I am not talking about family or your close knit group of friends. For the most part, you will help them one way or the other, even if you feel obligated, burdened with guilt or have been bribed with alcoholic treats.
No, I am talking about strangers. Those people that you seemingly think you have no connection with.
It’s easy to help our inner circle of family and friends, but our true impact on the world, whether it be on our children, our students or anyone else who may be observing, is what we do to help those we have zero connection with.
Hypothetical vs Reality…
It’s an interesting question because there is the hypothetical response and an actual experience that one could share.
Personally, I’m no longer interested in hypothetical situations, because they don’t accurately reflect what we may or may not do once we are placed in that actual moment we are discussing.
I equate hypotheticals to the interview process, which I still contend is the most ridiculous method ever of hiring someone for a job. I’m great in interviews because I know exactly what people want to hear. But just because I can say it doesn’t me I can or even plan on ever doing it.
It’s easy to theorize. It’s safe and quite frankly we can come off sounding like the best human being ever with our answers. But for those who can speak from experience, well that is where meaningful impact on the lives of others occurs.
The best example I ever heard…
Years ago, I was driving back to Toronto with a cousin of mine. Cousins are a funny thing because we have an instant bond with them even though we don’t necessarily know much about their inner workings. As they say, blood is thicker than water, which means it also weighs more as well. (The last part of that comment has absolutely nothing to do with this piece other than to show you I am very “highly” educated.)
I happened to mention a book I was reading at the time called “You will be Satisfied.“ Now that I write that title down I realize it sounds like the subtitle should read, “Confessions of a Hollywood Hooker.” The book was in fact written by a guy who owned the most successful Ford dealership in the world at the time I was reading it (mid ’90’s).
The premise of the book was about how far this dude would go to satisfy his customers; even those who weren’t his customers.
This led to my cousin and I sharing stories of things we had done to help others. I had little to add. I had found and returned a few wallets in my day, held a few doors open, and given up my seat on the bus to the elderly on occasion, but only after reviewing their ID to verify they did in fact qualify for the seat. There is nothing worse than those little ole’ ladies who are a few months shy of senior citizenship trying to take all the good seats. I don’t think so grandma!
His story however, blew me away.
I can’t recall where he was living at the time, but he happened to come across a family whose car had broken down. He went over and struck up a conversation with the driver and discovered that he, his wife and the little gaffers in the backseat were going on vacation. Again I can’t recall where they were going but it was somewhere fun and far. (I would make a horrible witness wouldn’t I?)
Sadly, there vacation had ended before they had even got out of their own city.
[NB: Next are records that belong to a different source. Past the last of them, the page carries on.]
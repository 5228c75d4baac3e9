#![cfg(not(target_arch = "wasm32"))]

use std::backtrace::Backtrace;
use std::fs::File;
use std::io::Write;
use std::panic;
use std::path::Path;
use std::sync::Arc;
use std::time::Instant;

use anyhow::Context as _;
use glam::{Mat4, Quat, Vec3, Vec4};
use log::{error, info};
use slop_render::attention::UserNotifier;
use slop_render::gpu::GpuContext;
use slop_render::renderer::{
    Camera, DirectionalLight, EntityId, Material, MaterialRegistry, PointLight, RendererCamera, SceneRenderer,
    SceneSnapshot, StaticMesh,
};
use slop_render::RendererConfig;
use winit::{
    application::ApplicationHandler,
    event::WindowEvent,
    event_loop::{ActiveEventLoop, ControlFlow, EventLoop},
    window::{Window, WindowId},
};

#[cfg(feature = "mimalloc")]
#[global_allocator]
static GLOBAL: mimalloc::MiMalloc = mimalloc::MiMalloc;

const CONFIG_PATH: &str = "slop_render.json";

fn main() {
    setup_os_optimizations();
    setup_diagnostics();

    info!("Starting slop_viewer...");
    if let Err(err) = run() {
        error!("Viewer terminated: {err:#}");
        std::process::exit(1);
    }
}

fn setup_os_optimizations() {
    #[cfg(feature = "high_priority")]
    {
        if thread_priority::set_current_thread_priority(thread_priority::ThreadPriority::Max).is_ok() {
            info!("Elevated main thread priority to Max.");
        }
    }
}

/// Logger plus a panic hook that writes a crash report next to the binary.
fn setup_diagnostics() {
    slop_render::init_logging();

    panic::set_hook(Box::new(|panic_info| {
        let backtrace = Backtrace::force_capture();
        let msg = match panic_info.payload().downcast_ref::<&'static str>() {
            Some(s) => *s,
            None => match panic_info.payload().downcast_ref::<String>() {
                Some(s) => &s[..],
                None => "Box<dyn Any>",
            },
        };
        let location = panic_info
            .location()
            .map_or("Unknown location".to_string(), |loc| format!("{}:{}", loc.file(), loc.line()));
        let thread = std::thread::current().name().unwrap_or("<unnamed>").to_owned();

        let crash_msg = format!(
            "=== VIEWER CRASH ===\nReason: {msg}\nThread: {thread}\nLocation: {location}\n\nStack Trace:\n{backtrace}"
        );
        eprintln!("\x1b[31;1m{crash_msg}\x1b[0m");
        if let Ok(mut file) = File::create("slop_viewer_crash.log") {
            let _ = file.write_all(crash_msg.as_bytes());
            eprintln!("Crash report saved to slop_viewer_crash.log");
        }
    }));
}

fn load_config() -> anyhow::Result<RendererConfig> {
    let mut config = if Path::new(CONFIG_PATH).exists() {
        RendererConfig::load(CONFIG_PATH)?
    } else {
        RendererConfig::default()
    };
    // No editor viewport to show the composite in: blit it to the window.
    config.swapchain_target = true;
    Ok(config)
}

fn run() -> anyhow::Result<()> {
    let config = load_config()?;
    let event_loop = EventLoop::new().context("creating event loop")?;

    let instance = wgpu::Instance::new(wgpu::InstanceDescriptor {
        backends: wgpu::Backends::PRIMARY,
        ..Default::default()
    });
    let adapter = pollster::block_on(instance.request_adapter(&wgpu::RequestAdapterOptions {
        power_preference: wgpu::PowerPreference::HighPerformance,
        compatible_surface: None,
        force_fallback_adapter: false,
    }))
    .context("no suitable GPU adapter")?;
    let gpu = pollster::block_on(GpuContext::request(&adapter))?;

    let mut app = ViewerApp {
        instance,
        adapter,
        gpu,
        config,
        window: None,
        surface: None,
        surface_config: None,
        renderer: None,
        camera: Camera::default(),
        started: Instant::now(),
    };
    event_loop.run_app(&mut app).context("event loop failed")?;
    Ok(())
}

struct ViewerApp {
    instance: wgpu::Instance,
    adapter: wgpu::Adapter,
    gpu: GpuContext,
    config: RendererConfig,

    // Created inside `resumed`
    window: Option<Arc<Window>>,
    surface: Option<wgpu::Surface<'static>>,
    surface_config: Option<wgpu::SurfaceConfiguration>,
    renderer: Option<SceneRenderer>,

    camera: Camera,
    started: Instant,
}

impl ViewerApp {
    fn init(&mut self, event_loop: &ActiveEventLoop) -> anyhow::Result<()> {
        let attrs = Window::default_attributes().with_title("slop_viewer");
        let window = Arc::new(event_loop.create_window(attrs)?);

        let surface = self.instance.create_surface(Arc::clone(&window))?;
        let size = window.inner_size();
        let caps = surface.get_capabilities(&self.adapter);
        // The texture pass writes already gamma-corrected colour.
        let format = caps
            .formats
            .iter()
            .copied()
            .find(|f| !f.is_srgb())
            .or_else(|| caps.formats.first().copied())
            .context("surface reports no formats")?;
        let surface_config = wgpu::SurfaceConfiguration {
            usage: wgpu::TextureUsages::RENDER_ATTACHMENT,
            format,
            width: size.width.max(1),
            height: size.height.max(1),
            present_mode: wgpu::PresentMode::AutoVsync,
            alpha_mode: caps.alpha_modes.first().copied().unwrap_or(wgpu::CompositeAlphaMode::Auto),
            view_formats: vec![],
            desired_maximum_frame_latency: 2,
        };
        surface.configure(&self.gpu.device, &surface_config);

        let notifier: Arc<dyn UserNotifier> = window.clone();
        let mut renderer = SceneRenderer::new(self.config.clone(), Some(self.gpu.clone()), notifier)?;
        renderer.set_current_scene(Arc::new(demo_scene(&self.gpu, &renderer)?));
        renderer.set_viewport_size(surface_config.width, surface_config.height);
        renderer.set_dynamic_sky(2.0, 0.3, 0.75);
        self.camera.set_aspect(surface_config.width as f32 / surface_config.height as f32);

        window.request_redraw();
        self.window = Some(window);
        self.surface = Some(surface);
        self.surface_config = Some(surface_config);
        self.renderer = Some(renderer);
        Ok(())
    }

    fn redraw(&mut self) {
        let (Some(surface), Some(surface_config), Some(renderer)) =
            (self.surface.as_ref(), self.surface_config.as_ref(), self.renderer.as_mut())
        else {
            return;
        };

        let frame = match surface.get_current_texture() {
            Ok(frame) => frame,
            Err(err) => {
                log::warn!("Failed to acquire next swap chain texture: {err:?}. Reconfiguring surface.");
                surface.configure(&self.gpu.device, surface_config);
                match surface.get_current_texture() {
                    Ok(frame) => frame,
                    Err(err) => {
                        log::error!("Failed to acquire frame after reconfigure: {err:?}");
                        return;
                    }
                }
            }
        };
        let view = Arc::new(frame.texture.create_view(&wgpu::TextureViewDescriptor::default()));

        // Slow orbit around the cubes.
        let t = self.started.elapsed().as_secs_f32() * 0.2;
        self.camera.position = Vec3::new(t.sin() * 12.0, 4.0, t.cos() * 12.0);
        self.camera.yaw = t + std::f32::consts::PI;
        self.camera.pitch = -0.3;

        renderer.set_viewport_size(surface_config.width, surface_config.height);
        renderer.set_camera(RendererCamera::from(&self.camera));
        renderer.set_swapchain_target(view, surface_config.format);
        renderer.render_scene();
        // The swapchain image must be written before it is presented.
        renderer.flush();
        renderer.clear_swapchain_target();
        frame.present();

        let stats = renderer.stats();
        if stats.frames % 600 == 0 {
            log::debug!(
                "frame {}: {} draws, {} instances, waited {:?}",
                stats.frames,
                stats.draw_commands,
                stats.instances,
                stats.last_wait
            );
        }
    }
}

/// A floor and a ring of cubes lit by the sun and a few coloured point lights.
fn demo_scene(gpu: &GpuContext, renderer: &SceneRenderer) -> anyhow::Result<SceneSnapshot> {
    let registry = Arc::new(MaterialRegistry::new(1));
    match renderer.shader_library().find("StaticMesh") {
        Ok(shader) => {
            let mut material = Material::new("Demo", shader);
            material.set("u_Material.AlbedoColor", Vec4::new(0.8, 0.75, 0.7, 1.0))?;
            material.set("u_Material.Roughness", 0.6f32)?;
            registry.set_material(0, material.into_shared());
        }
        Err(err) => log::warn!("Demo scene uses the default material: {err}"),
    }
    let cube = Arc::new(StaticMesh::cube(Some(gpu), registry)?);

    let mut scene = SceneSnapshot::new("Demo");
    scene.add_static_mesh(
        EntityId(0),
        Arc::clone(&cube),
        Mat4::from_scale_rotation_translation(Vec3::new(20.0, 0.2, 20.0), Quat::IDENTITY, Vec3::new(0.0, -0.6, 0.0)),
    );
    for i in 0..8u64 {
        let angle = i as f32 / 8.0 * std::f32::consts::TAU;
        let position = Vec3::new(angle.cos() * 4.0, 0.0, angle.sin() * 4.0);
        let transform = Mat4::from_rotation_translation(Quat::from_rotation_y(angle), position);
        scene.add_static_mesh(EntityId(i + 1), Arc::clone(&cube), transform);
        scene.add_physics_collider(EntityId(i + 1), Arc::clone(&cube), transform);
    }

    scene.set_directional_light(DirectionalLight::new(Vec3::new(-0.4, -1.0, -0.3), Vec3::ONE, 2.5));
    for (i, colour) in [Vec3::X, Vec3::Y, Vec3::Z].into_iter().enumerate() {
        let angle = i as f32 / 3.0 * std::f32::consts::TAU;
        scene.add_point_light(PointLight::new(
            Vec3::new(angle.cos() * 2.0, 1.0, angle.sin() * 2.0),
            6.0,
            colour,
            4.0,
        ));
    }
    Ok(scene)
}

impl ApplicationHandler for ViewerApp {
    fn resumed(&mut self, event_loop: &ActiveEventLoop) {
        event_loop.set_control_flow(ControlFlow::Poll);
        if self.window.is_some() {
            return;
        }
        if let Err(err) = self.init(event_loop) {
            error!("Failed to start the viewer: {err:#}");
            event_loop.exit();
        }
    }

    fn window_event(&mut self, event_loop: &ActiveEventLoop, window_id: WindowId, event: WindowEvent) {
        let Some(window) = self.window.as_ref() else { return };
        if window.id() != window_id {
            return;
        }

        match event {
            WindowEvent::CloseRequested => {
                event_loop.exit();
            }
            WindowEvent::Resized(new_size) => {
                if new_size.width > 0 && new_size.height > 0 {
                    if let (Some(surface), Some(surface_config)) = (self.surface.as_ref(), self.surface_config.as_mut()) {
                        surface_config.width = new_size.width;
                        surface_config.height = new_size.height;
                        surface.configure(&self.gpu.device, surface_config);
                        self.camera.set_aspect(new_size.width as f32 / new_size.height as f32);
                    }
                }
            }
            WindowEvent::RedrawRequested => {
                self.redraw();
                if let Some(window) = self.window.as_ref() {
                    window.request_redraw();
                }
            }
            _ => {}
        }
    }

    fn exiting(&mut self, _event_loop: &ActiveEventLoop) {
        // Drain the render thread before the surface goes away.
        if let Some(mut renderer) = self.renderer.take() {
            renderer.flush();
        }
        info!("slop_viewer exiting");
    }
}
So what did my cousin do? He told the guy to take his car and go on his vacation. My cousin would then arrange to get the car (the broken down one) into a mechanic and have it repaired, and when the guy returned from his trip he could simply return the car (my cousin’s) and settle up any bill outstanding.
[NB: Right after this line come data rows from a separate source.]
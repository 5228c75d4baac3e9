// src/gpu/image.rs
//! 2D images (optionally layered / mipmapped) used as attachments and compute targets.

use super::GpuContext;

#[derive(Debug, Clone)]
pub struct ImageSpec {
    pub label: String,
    pub width: u32,
    pub height: u32,
    pub format: wgpu::TextureFormat,
    pub mip_levels: u32,
    pub layers: u32,
    /// View the whole image as a 2D array even with a single layer.
    pub array: bool,
    pub usage: wgpu::TextureUsages,
}

impl ImageSpec {
    pub fn new(label: &str, width: u32, height: u32, format: wgpu::TextureFormat) -> Self {
        Self {
            label: label.to_owned(),
            width: width.max(1),
            height: height.max(1),
            format,
            mip_levels: 1,
            layers: 1,
            array: false,
            usage: wgpu::TextureUsages::RENDER_ATTACHMENT | wgpu::TextureUsages::TEXTURE_BINDING,
        }
    }

    pub fn with_mips(mut self, mip_levels: u32) -> Self {
        self.mip_levels = mip_levels.max(1);
        self
    }

    pub fn with_layers(mut self, layers: u32) -> Self {
        self.layers = layers.max(1);
        self.array = true;
        self
    }

    pub fn with_usage(mut self, usage: wgpu::TextureUsages) -> Self {
        self.usage = usage;
        self
    }
}

pub struct Image2D {
    pub texture: wgpu::Texture,
    /// View over every mip and layer.
    pub view: wgpu::TextureView,
    pub sampler: wgpu::Sampler,
    pub spec: ImageSpec,
}

impl Image2D {
    pub const DEPTH_FORMAT: wgpu::TextureFormat = wgpu::TextureFormat::Depth32Float;
    pub const HDR_FORMAT: wgpu::TextureFormat = wgpu::TextureFormat::Rgba16Float;

    pub fn new(gpu: &GpuContext, spec: ImageSpec) -> Self {
        let texture = gpu.device.create_texture(&wgpu::TextureDescriptor {
            label: Some(&spec.label),
            size: wgpu::Extent3d {
                width: spec.width,
                height: spec.height,
                depth_or_array_layers: spec.layers,
            },
            mip_level_count: spec.mip_levels,
            sample_count: 1,
            dimension: wgpu::TextureDimension::D2,
            format: spec.format,
            usage: spec.usage,
            view_formats: &[],
        });

        let view = texture.create_view(&wgpu::TextureViewDescriptor {
            label: Some(&spec.label),
            dimension: Some(if spec.array {
                wgpu::TextureViewDimension::D2Array
            } else {
                wgpu::TextureViewDimension::D2
            }),
            ..Default::default()
        });

        let depth = spec.format.has_depth_aspect();
        let sampler = gpu.device.create_sampler(&wgpu::SamplerDescriptor {
            label: Some(&spec.label),
            address_mode_u: wgpu::AddressMode::ClampToEdge,
            address_mode_v: wgpu::AddressMode::ClampToEdge,
            address_mode_w: wgpu::AddressMode::ClampToEdge,
            mag_filter: wgpu::FilterMode::Linear,
            min_filter: wgpu::FilterMode::Linear,
            mipmap_filter: wgpu::FilterMode::Linear,
            compare: depth.then_some(wgpu::CompareFunction::LessEqual),
            lod_min_clamp: 0.0,
            lod_max_clamp: 100.0,
            ..Default::default()
        });

        Self {
            texture,
            view,
            sampler,
            spec,
        }
    }

    pub fn render_target(gpu: &GpuContext, label: &str, width: u32, height: u32, format: wgpu::TextureFormat) -> Self {
        Self::new(gpu, ImageSpec::new(label, width, height, format))
    }

    pub fn depth_target(gpu: &GpuContext, label: &str, width: u32, height: u32) -> Self {
        Self::new(gpu, ImageSpec::new(label, width, height, Self::DEPTH_FORMAT))
    }

    /// Layered depth image sampled as `texture2DArray` (one layer per shadow cascade).
    pub fn depth_array(gpu: &GpuContext, label: &str, size: u32, layers: u32) -> Self {
        Self::new(
            gpu,
            ImageSpec::new(label, size, size, Self::DEPTH_FORMAT).with_layers(layers),
        )
    }

    /// Mipmapped storage image for compute chains (bloom).
    pub fn storage(gpu: &GpuContext, label: &str, width: u32, height: u32, mip_levels: u32) -> Self {
        Self::new(
            gpu,
            ImageSpec::new(label, width, height, Self::HDR_FORMAT)
                .with_mips(mip_levels)
                .with_usage(wgpu::TextureUsages::STORAGE_BINDING | wgpu::TextureUsages::TEXTURE_BINDING),
        )
    }

    /// Sampled RGBA8 image filled from `pixels` (tightly packed rows).
    pub fn from_rgba8(gpu: &GpuContext, label: &str, width: u32, height: u32, pixels: &[u8]) -> Self {
        let image = Self::new(
            gpu,
            ImageSpec::new(label, width, height, wgpu::TextureFormat::Rgba8Unorm)
                .with_usage(wgpu::TextureUsages::TEXTURE_BINDING | wgpu::TextureUsages::COPY_DST),
        );
        gpu.queue.write_texture(
            wgpu::ImageCopyTexture {
                texture: &image.texture,
                mip_level: 0,
                origin: wgpu::Origin3d::ZERO,
                aspect: wgpu::TextureAspect::All,
            },
            pixels,
            wgpu::ImageDataLayout {
                offset: 0,
                bytes_per_row: Some(4 * image.width()),
                rows_per_image: Some(image.height()),
            },
            wgpu::Extent3d {
                width: image.width(),
                height: image.height(),
                depth_or_array_layers: 1,
            },
        );
        image
    }

    pub fn solid(gpu: &GpuContext, label: &str, rgba: [u8; 4]) -> Self {
        Self::from_rgba8(gpu, label, 1, 1, &rgba)
    }

    pub fn width(&self) -> u32 {
        self.spec.width
    }

    pub fn height(&self) -> u32 {
        self.spec.height
    }

    pub fn format(&self) -> wgpu::TextureFormat {
        self.spec.format
    }

    pub fn mip_count(&self) -> u32 {
        self.spec.mip_levels
    }

    pub fn mip_size(&self, level: u32) -> (u32, u32) {
        mip_size(self.spec.width, self.spec.height, level)
    }

    /// View of one mip level (storage writes need single-mip views).
    pub fn mip_view(&self, level: u32) -> wgpu::TextureView {
        self.texture.create_view(&wgpu::TextureViewDescriptor {
            label: Some(&self.spec.label),
            base_mip_level: level,
            mip_level_count: Some(1),
            ..Default::default()
        })
    }

    /// View of one array layer (per-cascade shadow attachments).
    pub fn layer_view(&self, layer: u32) -> wgpu::TextureView {
        self.texture.create_view(&wgpu::TextureViewDescriptor {
            label: Some(&self.spec.label),
            dimension: Some(wgpu::TextureViewDimension::D2),
            base_array_layer: layer,
            array_layer_count: Some(1),
            ..Default::default()
        })
    }
}

/// Full mip chain length for a `width` x `height` image.
pub fn mip_count(width: u32, height: u32) -> u32 {
    32 - width.max(height).max(1).leading_zeros()
}

pub fn mip_size(width: u32, height: u32, level: u32) -> (u32, u32) {
    ((width >> level).max(1), (height >> level).max(1))
}

#[cfg(test)]
mod tests {
    use super::*;

    #[test]
    fn mip_math() {
        assert_eq!(mip_count(1, 1), 1);
        assert_eq!(mip_count(1920, 1080), 11);
        assert_eq!(mip_count(960, 540), 10);
        assert_eq!(mip_size(960, 540, 3), (120, 67));
        assert_eq!(mip_size(4, 2, 5), (1, 1));
    }
}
And that is exactly what happened. This complete stranger and his family went on their vacation (I think it was a week…I should have went under hypnosis to better recall the details of what now appears to be a very vague story) and then returned to pick up and pay for his car that was now fixed and ready to go.
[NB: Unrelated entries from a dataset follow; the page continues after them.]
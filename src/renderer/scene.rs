// src/renderer/scene.rs
//! What the renderer reads from a scene each frame.

use super::material::MaterialRegistry;
use super::mesh::StaticMesh;
use bytemuck::{Pod, Zeroable};
use glam::{Mat4, Vec3};
use std::sync::Arc;

#[derive(Debug, Clone, Copy, PartialEq, Eq, Hash, PartialOrd, Ord, Default)]
pub struct EntityId(pub u64);

/// A static mesh component together with its entity's world transform.
#[derive(Debug, Clone)]
pub struct StaticMeshInstance {
    pub entity: EntityId,
    pub mesh: Arc<StaticMesh>,
    /// Per-entity material overrides; used only when one of its slots is active.
    pub material_overrides: Option<Arc<MaterialRegistry>>,
    pub transform: Mat4,
}

/// Matches `DirectionalLight` in the lighting shaders.
#[repr(C)]
#[derive(Debug, Copy, Clone, PartialEq, Pod, Zeroable)]
pub struct DirectionalLight {
    /// Direction the light travels.
    pub direction: [f32; 3],
    pub intensity: f32,
    pub radiance: [f32; 3],
    pub cast_shadows: u32,
}

impl DirectionalLight {
    pub fn new(direction: Vec3, radiance: Vec3, intensity: f32) -> Self {
        Self {
            direction: direction.normalize_or_zero().to_array(),
            intensity,
            radiance: radiance.to_array(),
            cast_shadows: 1,
        }
    }

    pub fn direction(&self) -> Vec3 {
        Vec3::from(self.direction)
    }
}

/// Matches `PointLight` in the light culling and mesh shaders.
#[repr(C)]
#[derive(Debug, Copy, Clone, PartialEq, Pod, Zeroable)]
pub struct PointLight {
    pub position: [f32; 3],
    pub radius: f32,
    pub radiance: [f32; 3],
    pub intensity: f32,
}

impl PointLight {
    pub fn new(position: Vec3, radius: f32, radiance: Vec3, intensity: f32) -> Self {
        Self {
            position: position.to_array(),
            radius,
            radiance: radiance.to_array(),
            intensity,
        }
    }
}

#[derive(Debug, Clone, Default, PartialEq)]
pub struct SceneLights {
    pub directional: Option<DirectionalLight>,
    pub points: Vec<PointLight>,
}

/// A scene as seen by the renderer.
pub trait RenderScene: Send + Sync {
    fn name(&self) -> &str;

    fn static_meshes(&self) -> &[StaticMeshInstance];

    /// Colliders drawn by the physics outline overlay.
    fn physics_colliders(&self) -> &[StaticMeshInstance] {
        &[]
    }

    fn lights(&self) -> SceneLights;
}

/// Plain list-backed scene, for tools, tests and the viewer.
#[derive(Debug, Clone, Default)]
pub struct SceneSnapshot {
    name: String,
    meshes: Vec<StaticMeshInstance>,
    colliders: Vec<StaticMeshInstance>,
    lights: SceneLights,
}

impl SceneSnapshot {
    pub fn new(name: &str) -> Self {
        Self {
            name: name.to_owned(),
            ..Default::default()
        }
    }

    pub fn add_static_mesh(&mut self, entity: EntityId, mesh: Arc<StaticMesh>, transform: Mat4) -> &mut StaticMeshInstance {
        self.meshes.push(StaticMeshInstance {
            entity,
            mesh,
            material_overrides: None,
            transform,
        });
        let last = self.meshes.len() - 1;
        &mut self.meshes[last]
    }

    pub fn add_physics_collider(&mut self, entity: EntityId, mesh: Arc<StaticMesh>, transform: Mat4) {
        self.colliders.push(StaticMeshInstance {
            entity,
            mesh,
            material_overrides: None,
            transform,
        });
    }

    pub fn set_directional_light(&mut self, light: DirectionalLight) {
        self.lights.directional = Some(light);
    }

    pub fn add_point_light(&mut self, light: PointLight) {
        self.lights.points.push(light);
    }
}

impl RenderScene for SceneSnapshot {
    fn name(&self) -> &str {
        &self.name
    }

    fn static_meshes(&self) -> &[StaticMeshInstance] {
        &self.meshes
    }

    fn physics_colliders(&self) -> &[StaticMeshInstance] {
        &self.colliders
    }

    fn lights(&self) -> SceneLights {
        self.lights.clone()
    }
}

#[cfg(test)]
mod tests {
    use super::*;

    #[test]
    fn light_layouts_match_shader_structs() {
        assert_eq!(std::mem::size_of::<DirectionalLight>(), 32);
        assert_eq!(std::mem::size_of::<PointLight>(), 32);
        let light = DirectionalLight::new(Vec3::new(0.0, -2.0, 0.0), Vec3::ONE, 1.0);
        assert_eq!(light.direction(), Vec3::NEG_Y);
    }
}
I was utterly amazed at how magnanimous a deed he had just shared.
Of course I had a bunch of “What if’s” running through my head…
- What if they just never came back?
- What if they had an accident and wrecked the car?
- What about the extra miles put on the car? (hey that’s not a what if)
- What if those little stinkers in the back threw up everywhere?
When I look back now, I realize that we (me) stop ourselves from doing so many great things in life because we “What if” ourselves out of them, worrying about all that could go wrong.
Don’t get me wrong, I am not saying we should not weigh the pros and the cons of any situation. There is value in that.
And sure from time to time, things may not turn out exactly as planned, but the reality is our worse case scenarios hardly ever happen.
But what if we started living a life where we just turned that little recording in our head off; the one that keeps coming up with that endless list of reasons we can’t or shouldn’t do something.
Imagine what kind of impact we could make in the lives of others if we were willing to suspend our “what if”.